Molecular characterization of a glyoxysomal citrate synthase that is synthesized as a precursor of higher molecular mass in pumpkin.

A cDNA clone for glyoxysomal citrate synthase (gCS) was isolated from a lambda gt11 cDNA library prepared from etiolated pumpkin cotyledons. The cDNA of 1989 bp consisted of a 1548 bp open reading frame that encoded 516 amino acid residues. The deduced amino acid sequence of gCS did not have a typical peroxisomal targeting signal at its carboxyl terminal. A study of expression in vitro of the cDNA and an analysis of the amino-terminal sequence of the citrate synthase indicated that gCS is synthesized as a larger precursor that has a cleavable amino-terminal presequence of 43 amino acids.

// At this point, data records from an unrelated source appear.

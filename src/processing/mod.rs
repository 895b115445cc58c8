pub mod aggregate_stats;
pub mod school_stats;
pub mod statistics;
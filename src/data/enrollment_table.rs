use crate::error::ShapeError;

pub const YEAR_COUNT: usize = 10;
pub const SCHOOL_COUNT: usize = 20;
pub const GRADE_COUNT: usize = 3;

/// One year of input: `rows[school][grade]`, `None` where no enrollment was recorded.
pub type YearlyTable = Vec<Vec<Option<u32>>>;

/// Grade axis of the enrollment table.
#[derive(Debug, Clone, Copy, PartialEq, Eq)]
pub enum Grade {
    Ten,
    Eleven,
    Twelve,
}

impl Grade {
    pub const ALL: [Grade; GRADE_COUNT] = [Grade::Ten, Grade::Eleven, Grade::Twelve];

    pub fn index(&self) -> usize {
        match self {
            Grade::Ten => 0,
            Grade::Eleven => 1,
            Grade::Twelve => 2,
        }
    }

    pub fn number(&self) -> u8 {
        match self {
            Grade::Ten => 10,
            Grade::Eleven => 11,
            Grade::Twelve => 12,
        }
    }
}

/// Year x school x grade enrollment counts, stored year-major.
#[derive(Debug, Clone, PartialEq)]
pub struct EnrollmentTable {
    cells: Vec<Option<u32>>,
}

impl EnrollmentTable {
    /// Stack ten yearly 20 x 3 tables, in year order, into the 3-D table.
    pub fn build(yearly_tables: &[YearlyTable]) -> Result<Self, ShapeError> {
        if yearly_tables.len() != YEAR_COUNT {
            return Err(ShapeError::YearCount {
                expected: YEAR_COUNT,
                found: yearly_tables.len(),
            });
        }

        let mut cells = Vec::with_capacity(YEAR_COUNT * SCHOOL_COUNT * GRADE_COUNT);
        for (year_index, table) in yearly_tables.iter().enumerate() {
            if table.len() != SCHOOL_COUNT {
                return Err(ShapeError::Rows {
                    year_index,
                    expected: SCHOOL_COUNT,
                    found: table.len(),
                });
            }
            for (row, grades) in table.iter().enumerate() {
                if grades.len() != GRADE_COUNT {
                    return Err(ShapeError::Columns {
                        year_index,
                        row,
                        expected: GRADE_COUNT,
                        found: grades.len(),
                    });
                }
                cells.extend_from_slice(grades);
            }
        }

        tracing::debug!("Built enrollment table with {} cells", cells.len());
        Ok(Self { cells })
    }

    pub fn shape(&self) -> [usize; 3] {
        [YEAR_COUNT, SCHOOL_COUNT, GRADE_COUNT]
    }

    pub fn ndim(&self) -> usize {
        self.shape().len()
    }

    pub fn get(&self, year: usize, school: usize, grade: Grade) -> Option<u32> {
        self.cells[(year * SCHOOL_COUNT + school) * GRADE_COUNT + grade.index()]
    }

    /// Every cell in the table, missing ones included.
    pub fn cells(&self) -> &[Option<u32>] {
        &self.cells
    }

    /// 10 x 20 slice of a single grade.
    pub fn grade(&self, grade: Grade) -> GradeView<'_> {
        GradeView { table: self, grade }
    }

    pub fn grade_views(&self) -> [GradeView<'_>; GRADE_COUNT] {
        Grade::ALL.map(|g| self.grade(g))
    }
}

/// Borrowed year x school view of one grade.
#[derive(Debug, Clone, Copy)]
pub struct GradeView<'a> {
    table: &'a EnrollmentTable,
    grade: Grade,
}

impl<'a> GradeView<'a> {
    pub fn shape(&self) -> (usize, usize) {
        (YEAR_COUNT, SCHOOL_COUNT)
    }

    pub fn get(&self, year: usize, school: usize) -> Option<u32> {
        self.table.get(year, school, self.grade)
    }

    /// One school's values over all years.
    pub fn school_column(&self, school: usize) -> impl Iterator<Item = Option<u32>> + 'a {
        let view = *self;
        (0..YEAR_COUNT).map(move |year| view.get(year, school))
    }

    /// All schools' values for one year.
    pub fn year_row(&self, year: usize) -> impl Iterator<Item = Option<u32>> + 'a {
        let view = *self;
        (0..SCHOOL_COUNT).map(move |school| view.get(year, school))
    }
}
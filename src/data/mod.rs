pub mod dataset;
pub mod enrollment_table;
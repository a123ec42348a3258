//! HTTP Stub Server
//!
//! A declarative HTTP/1.1 stub server for integration tests. Incoming
//! requests are checked against an ordered list of rules and the first
//! matching rule's response is returned.
//!
//! # Features
//!
//! - **Request Matching**: method, URI (exact, prefix, regex, glob), headers,
//!   query parameters, text and JSON bodies, JSON paths, `and`/`or`/`not`
//! - **Responses**: text, JSON, raw bytes, files and Handlebars templates,
//!   with status, headers and simulated latency
//! - **Configuration**: JSON or YAML rulesets, inline or from disk
//! - **Scoped Lifecycle**: [`running`] stops the server on every exit path
//!
//! # Example Configuration
//!
//! ```yaml
//! - description: good card
//!   request:
//!     method: POST
//!     json_path:
//!       - path: $..cc_number
//!         match: "4(111|444)[0-9]{12}"
//!       - path: amount
//!         gte: 10
//!   response:
//!     text: success
//! - response:
//!     status: 402
//!     json:
//!       error: declined
//! ```

pub mod config;
pub mod error;
pub mod matcher;
pub mod request;
pub mod response;
pub mod rule;
pub mod server;
pub mod template;

pub use config::{ConfigLoader, ConfigSource};
pub use error::{Result, StubServerError};
pub use matcher::{Matcher, ValuePredicate};
pub use request::Request;
pub use response::{Latency, RawResponse, ResponseTemplate};
pub use rule::{Rule, RuleTable};
pub use server::{running, ServerOptions, ServerState, ServerStats, StubServer};
pub use template::TemplateEngine;
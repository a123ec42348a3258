//! Handlebars rendering for dynamic response bodies.
//!
//! Templates see the request as `method`, `uri`, `query`, `headers`, `body`
//! and `json` (the parsed body, when it is JSON).

use crate::error::{Result, StubServerError};
use crate::request::Request;
use handlebars::{handlebars_helper, Handlebars};
use serde::Serialize;
use std::collections::HashMap;
use std::fmt::Write as _;

/// Template engine for rendering dynamic responses.
pub struct TemplateEngine {
    handlebars: Handlebars<'static>,
}

/// Data exposed to templates.
#[derive(Debug, Serialize)]
struct TemplateContext<'a> {
    method: &'a str,
    uri: &'a str,
    query: HashMap<String, String>,
    headers: &'a HashMap<String, String>,
    #[serde(skip_serializing_if = "Option::is_none")]
    body: Option<&'a str>,
    #[serde(skip_serializing_if = "Option::is_none")]
    json: Option<&'a serde_json::Value>,
}

impl<'a> TemplateContext<'a> {
    fn from_request(request: &'a Request) -> Self {
        Self {
            method: request.method(),
            uri: request.uri(),
            query: request.query_params(),
            headers: request.headers(),
            body: request.body_text(),
            json: request.json(),
        }
    }
}

handlebars_helper!(upper: |s: str| s.to_uppercase());
handlebars_helper!(lower: |s: str| s.to_lowercase());

impl TemplateEngine {
    pub fn new() -> Self {
        let mut handlebars = Handlebars::new();

        handlebars.register_helper("upper", Box::new(upper));
        handlebars.register_helper("lower", Box::new(lower));
        handlebars.register_helper("now", Box::new(now_helper));
        handlebars.register_helper("random", Box::new(random_helper));
        handlebars.register_helper("default", Box::new(default_helper));

        // Bodies are not HTML
        handlebars.register_escape_fn(handlebars::no_escape);

        Self { handlebars }
    }

    /// Compile `source` without rendering it.
    pub fn validate(source: &str) -> Result<()> {
        handlebars::Template::compile(source)
            .map(|_| ())
            .map_err(|e| StubServerError::Configuration(format!("invalid template: {e}")))
    }

    pub fn render(
        &self,
        source: &str,
        request: &Request,
    ) -> std::result::Result<String, handlebars::RenderError> {
        let ctx = TemplateContext::from_request(request);
        self.handlebars.render_template(source, &ctx)
    }
}

impl Default for TemplateEngine {
    fn default() -> Self {
        Self::new()
    }
}

impl std::fmt::Debug for TemplateEngine {
    fn fmt(&self, f: &mut std::fmt::Formatter<'_>) -> std::fmt::Result {
        f.debug_struct("TemplateEngine").finish_non_exhaustive()
    }
}

/// `{{now}}` or `{{now "%Y-%m-%d"}}`, in UTC.
fn now_helper(
    h: &handlebars::Helper,
    _: &Handlebars,
    _: &handlebars::Context,
    _: &mut handlebars::RenderContext,
    out: &mut dyn handlebars::Output,
) -> handlebars::HelperResult {
    let format = h
        .param(0)
        .and_then(|v| v.value().as_str())
        .unwrap_or("%Y-%m-%dT%H:%M:%S%.3fZ");

    // chrono reports unknown specifiers through fmt::Error
    let mut rendered = String::new();
    write!(rendered, "{}", chrono::Utc::now().format(format)).map_err(|_| {
        handlebars::RenderErrorReason::Other(format!("invalid date format: {format}"))
    })?;
    out.write(&rendered)?;
    Ok(())
}

/// `{{random min max}}`, inclusive; defaults to 0..=100.
fn random_helper(
    h: &handlebars::Helper,
    _: &Handlebars,
    _: &handlebars::Context,
    _: &mut handlebars::RenderContext,
    out: &mut dyn handlebars::Output,
) -> handlebars::HelperResult {
    use rand::Rng;

    let min = h.param(0).and_then(|v| v.value().as_i64()).unwrap_or(0);
    let max = h.param(1).and_then(|v| v.value().as_i64()).unwrap_or(100);

    let value = if max > min {
        rand::thread_rng().gen_range(min..=max)
    } else {
        min
    };
    out.write(&value.to_string())?;
    Ok(())
}

/// `{{default value "fallback"}}`: the fallback when value is missing, null or "".
fn default_helper(
    h: &handlebars::Helper,
    _: &Handlebars,
    _: &handlebars::Context,
    _: &mut handlebars::RenderContext,
    out: &mut dyn handlebars::Output,
) -> handlebars::HelperResult {
    let fallback = h.param(1).and_then(|v| v.value().as_str()).unwrap_or("");

    let rendered = match h.param(0).map(|v| v.value()) {
        Some(serde_json::Value::String(s)) if !s.is_empty() => s.clone(),
        Some(serde_json::Value::String(_)) | Some(serde_json::Value::Null) | None => {
            fallback.to_string()
        }
        Some(other) => other.to_string(),
    };
    out.write(&rendered)?;
    Ok(())
}
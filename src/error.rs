//! Error types for the stub server.

use std::net::SocketAddr;
use std::path::PathBuf;

/// Errors raised while configuring or starting a stub server.
///
/// Per-request failures (unmatched requests, malformed input, write errors)
/// are answered on the connection and never surface here, except
/// [`StubServerError::Render`] which the dispatcher turns into a 500.
#[derive(Debug, thiserror::Error)]
pub enum StubServerError {
    /// The ruleset as a whole could not be parsed.
    #[error("invalid configuration: {0}")]
    Configuration(String),

    /// A single rule is malformed.
    #[error("invalid rule at index {index}: {message}")]
    InvalidRule { index: usize, message: String },

    /// A file referenced by the configuration could not be read.
    #[error("failed to read {}: {source}", .path.display())]
    File {
        path: PathBuf,
        #[source]
        source: std::io::Error,
    },

    /// The listening socket could not be bound.
    #[error("failed to bind {addr}: {source}")]
    Bind {
        addr: String,
        #[source]
        source: std::io::Error,
    },

    #[error("server is already running on {0}")]
    AlreadyRunning(SocketAddr),

    /// A dynamic body failed to render.
    #[error("failed to render response: {0}")]
    Render(String),
}

impl StubServerError {
    /// Whether this error means the server must refuse to start.
    pub fn is_configuration(&self) -> bool {
        matches!(
            self,
            Self::Configuration(_) | Self::InvalidRule { .. } | Self::File { .. }
        )
    }

    /// Attach a rule index to a rule-level error that has none yet.
    pub(crate) fn at_rule(self, index: usize) -> Self {
        match self {
            Self::Configuration(message) => Self::InvalidRule { index, message },
            Self::File { path, source } => Self::InvalidRule {
                index,
                message: format!("failed to read {}: {}", path.display(), source),
            },
            other => other,
        }
    }
}

pub type Result<T> = std::result::Result<T, StubServerError>;
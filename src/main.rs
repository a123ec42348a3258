//! HTTP Stub Server - CLI Entry Point

use anyhow::Result;
use clap::Parser;
use http_stub_server::{ConfigLoader, ConfigSource, ServerOptions, StubServer};
use std::path::PathBuf;
use std::time::Duration;
use tracing::{info, Level};
use tracing_subscriber::FmtSubscriber;

#[derive(Parser, Debug)]
#[command(
    name = "http-stub-server",
    about = "Declarative HTTP stub server - request matching rules and canned responses",
    version
)]
struct Args {
    /// Path to a JSON or YAML ruleset
    #[arg(short, long)]
    config: PathBuf,

    /// Address to listen on
    #[arg(long, default_value = "127.0.0.1")]
    host: String,

    /// Port to listen on (0 picks a free port)
    #[arg(short, long, default_value_t = 12345)]
    port: u16,

    /// Directory that relative response files resolve against
    /// (defaults to the ruleset's directory)
    #[arg(long, value_name = "DIR")]
    base_dir: Option<PathBuf>,

    /// Milliseconds to wait for in-flight requests on shutdown
    #[arg(long, default_value_t = 5000)]
    grace_ms: u64,

    /// Log level (trace, debug, info, warn, error)
    #[arg(short = 'L', long, default_value = "info")]
    log_level: Level,

    /// Validate configuration and exit
    #[arg(long)]
    validate: bool,
}

#[tokio::main]
async fn main() -> Result<()> {
    let args = Args::parse();

    let subscriber = FmtSubscriber::builder()
        .with_max_level(args.log_level)
        .with_target(false)
        .finish();
    tracing::subscriber::set_global_default(subscriber)?;

    if !args.config.exists() {
        anyhow::bail!("Configuration file not found: {:?}", args.config);
    }

    info!(path = ?args.config, "Loading configuration");
    let mut loader = ConfigLoader::new();
    if let Some(base_dir) = &args.base_dir {
        loader = loader.with_base_dir(base_dir);
    }
    let rules = loader.load(ConfigSource::file(&args.config))?;

    if args.validate {
        println!("Configuration is valid ({} rules defined)", rules.len());
        return Ok(());
    }

    let options = ServerOptions::default()
        .with_host(args.host)
        .with_port(args.port)
        .with_shutdown_grace(Duration::from_millis(args.grace_ms));

    let mut server = StubServer::with_rules(options, rules);
    let addr = server.start().await?;
    info!(%addr, "Listening, press Ctrl-C to stop");

    tokio::signal::ctrl_c().await?;
    info!("Shutdown requested");
    server.stop().await;

    Ok(())
}
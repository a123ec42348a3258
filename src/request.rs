//! Normalized view of an incoming HTTP request.
//!
//! Matchers and templates never see hyper types; the server converts each
//! request into a [`Request`] once, after the body has been fully read.

use bytes::Bytes;
use serde_json::Value;
use std::collections::HashMap;
use std::sync::OnceLock;

/// An incoming request, as seen by matchers and templates.
#[derive(Debug, Clone)]
pub struct Request {
    method: String,
    uri: String,
    query: Option<String>,
    /// Header names are stored lower-cased.
    headers: HashMap<String, String>,
    body: Bytes,
    json: OnceLock<Option<Value>>,
}

impl Request {
    /// Create a request with an empty body. `uri` may carry a query string.
    pub fn new(method: impl Into<String>, uri: &str) -> Self {
        let (path, query) = match uri.split_once('?') {
            Some((path, query)) => (path.to_string(), Some(query.to_string())),
            None => (uri.to_string(), None),
        };
        Self {
            method: method.into(),
            uri: path,
            query,
            headers: HashMap::new(),
            body: Bytes::new(),
            json: OnceLock::new(),
        }
    }

    /// Build from the pieces of a hyper request.
    pub fn from_parts(
        method: &hyper::Method,
        uri: &hyper::Uri,
        headers: &hyper::HeaderMap,
        body: Bytes,
    ) -> Self {
        let mut request = Self::new(method.as_str(), uri.path());
        request.query = uri.query().map(String::from);
        for (name, value) in headers {
            // Repeated headers keep their first value
            if let Ok(value) = value.to_str() {
                request
                    .headers
                    .entry(name.as_str().to_string())
                    .or_insert_with(|| value.to_string());
            }
        }
        request.body = body;
        request
    }

    pub fn with_header(mut self, name: &str, value: impl Into<String>) -> Self {
        self.headers.insert(name.to_ascii_lowercase(), value.into());
        self
    }

    pub fn with_body(mut self, body: impl Into<Bytes>) -> Self {
        self.body = body.into();
        self.json = OnceLock::new();
        self
    }

    /// Set a JSON body and the matching content type.
    pub fn with_json(self, value: &Value) -> Self {
        self.with_header("content-type", "application/json")
            .with_body(value.to_string())
    }

    pub fn method(&self) -> &str {
        &self.method
    }

    /// Request path, without the query string.
    pub fn uri(&self) -> &str {
        &self.uri
    }

    pub fn query(&self) -> Option<&str> {
        self.query.as_deref()
    }

    pub fn headers(&self) -> &HashMap<String, String> {
        &self.headers
    }

    /// Case-insensitive header lookup.
    pub fn header(&self, name: &str) -> Option<&str> {
        self.headers
            .get(&name.to_ascii_lowercase())
            .map(String::as_str)
    }

    pub fn body(&self) -> &[u8] {
        &self.body
    }

    /// Body as UTF-8 text, if it is valid UTF-8.
    pub fn body_text(&self) -> Option<&str> {
        std::str::from_utf8(&self.body).ok()
    }

    /// Parsed JSON body, computed on first access.
    ///
    /// `None` when the body is empty or not valid JSON.
    pub fn json(&self) -> Option<&Value> {
        self.json
            .get_or_init(|| {
                if self.body.is_empty() {
                    None
                } else {
                    serde_json::from_slice(&self.body).ok()
                }
            })
            .as_ref()
    }

    /// Decoded query parameters. Later duplicates win.
    pub fn query_params(&self) -> HashMap<String, String> {
        parse_query_string(self.query.as_deref().unwrap_or(""))
    }

    pub fn query_param(&self, name: &str) -> Option<String> {
        self.query_params().remove(name)
    }
}

fn parse_query_string(query: &str) -> HashMap<String, String> {
    query
        .split('&')
        .filter(|part| !part.is_empty())
        .map(|part| match part.split_once('=') {
            Some((key, value)) => (percent_decode(key), percent_decode(value)),
            None => (percent_decode(part), String::new()),
        })
        .collect()
}

/// Decode `%XX` escapes and `+` as space. Invalid escapes are kept verbatim.
fn percent_decode(s: &str) -> String {
    let bytes = s.as_bytes();
    let mut out = Vec::with_capacity(bytes.len());
    let mut i = 0;

    while i < bytes.len() {
        match bytes[i] {
            b'%' if i + 2 < bytes.len() => {
                let hex = std::str::from_utf8(&bytes[i + 1..i + 3]).ok();
                match hex.and_then(|h| u8::from_str_radix(h, 16).ok()) {
                    Some(byte) => {
                        out.push(byte);
                        i += 3;
                    }
                    None => {
                        out.push(b'%');
                        i += 1;
                    }
                }
            }
            b'+' => {
                out.push(b' ');
                i += 1;
            }
            byte => {
                out.push(byte);
                i += 1;
            }
        }
    }

    String::from_utf8_lossy(&out).into_owned()
}

#[cfg(test)]
mod tests {
    use super::*;

    #[test]
    fn test_uri_and_query_split() {
        let request = Request::new("GET", "/search?q=rust&page=2");
        assert_eq!(request.uri(), "/search");
        assert_eq!(request.query(), Some("q=rust&page=2"));
        assert_eq!(request.query_param("page").as_deref(), Some("2"));
    }

    #[test]
    fn test_header_lookup_is_case_insensitive() {
        let request = Request::new("GET", "/").with_header("X-Api-Key", "secret");
        assert_eq!(request.header("x-api-key"), Some("secret"));
        assert_eq!(request.header("X-API-KEY"), Some("secret"));
        assert_eq!(request.header("missing"), None);
    }

    #[test]
    fn test_json_body_parsed() {
        let request = Request::new("POST", "/").with_body(r#"{"amount": 10}"#);
        assert_eq!(request.json().unwrap()["amount"], 10);
        // Second access hits the cached value
        assert!(request.json().is_some());
    }

    #[test]
    fn test_invalid_json_is_none() {
        let request = Request::new("POST", "/").with_body("amount=10");
        assert!(request.json().is_none());

        let empty = Request::new("POST", "/");
        assert!(empty.json().is_none());
    }

    #[test]
    fn test_with_body_resets_json_cache() {
        let request = Request::new("POST", "/").with_body("not json");
        assert!(request.json().is_none());
        let request = request.with_body("[1, 2]");
        assert!(request.json().is_some());
    }

    #[test]
    fn test_percent_decoding() {
        let params = parse_query_string("name=John%20Doe&city=S%C3%A3o+Paulo&flag");
        assert_eq!(params.get("name").map(String::as_str), Some("John Doe"));
        assert_eq!(params.get("city").map(String::as_str), Some("São Paulo"));
        assert_eq!(params.get("flag").map(String::as_str), Some(""));

        assert_eq!(percent_decode("100%"), "100%");
        assert_eq!(percent_decode("%zz"), "%zz");
    }

    #[test]
    fn test_from_parts() {
        let uri: hyper::Uri = "/foo?x=1".parse().unwrap();
        let mut headers = hyper::HeaderMap::new();
        headers.insert("content-type", "application/json".parse().unwrap());

        let request = Request::from_parts(
            &hyper::Method::POST,
            &uri,
            &headers,
            Bytes::from_static(b"{}"),
        );
        assert_eq!(request.method(), "POST");
        assert_eq!(request.uri(), "/foo");
        assert_eq!(request.query(), Some("x=1"));
        assert_eq!(request.header("content-type"), Some("application/json"));
        assert!(request.json().is_some());
    }
}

The predicted amino-terminal sequence of pumpkin gCS was highly homologous to those of other microbody enzymes, such as 3-ketoacyl-CoA thiolase of rat and malate dehydrogenase of watermelon that are also synthesized as precursors of higher molecular mass. Immunoblot analysis showed that the level of gCS protein increased markedly during germination and decreased rapidly during the light-induced transition of microbodies from glyoxysomes to leaf peroxisomes. By contrast, the level of mRNA for gCS reached a maximum earlier than that of the protein and declined even in darkness. The level of the mRNA was low during the microbody transition. These results indicate that the accumulation of the gCS protein does not correspond to that of the mRNA and that degradation of gCS is induced during the microbody transition, suggesting that post-transcriptional regulation plays an important role in the microbody transition.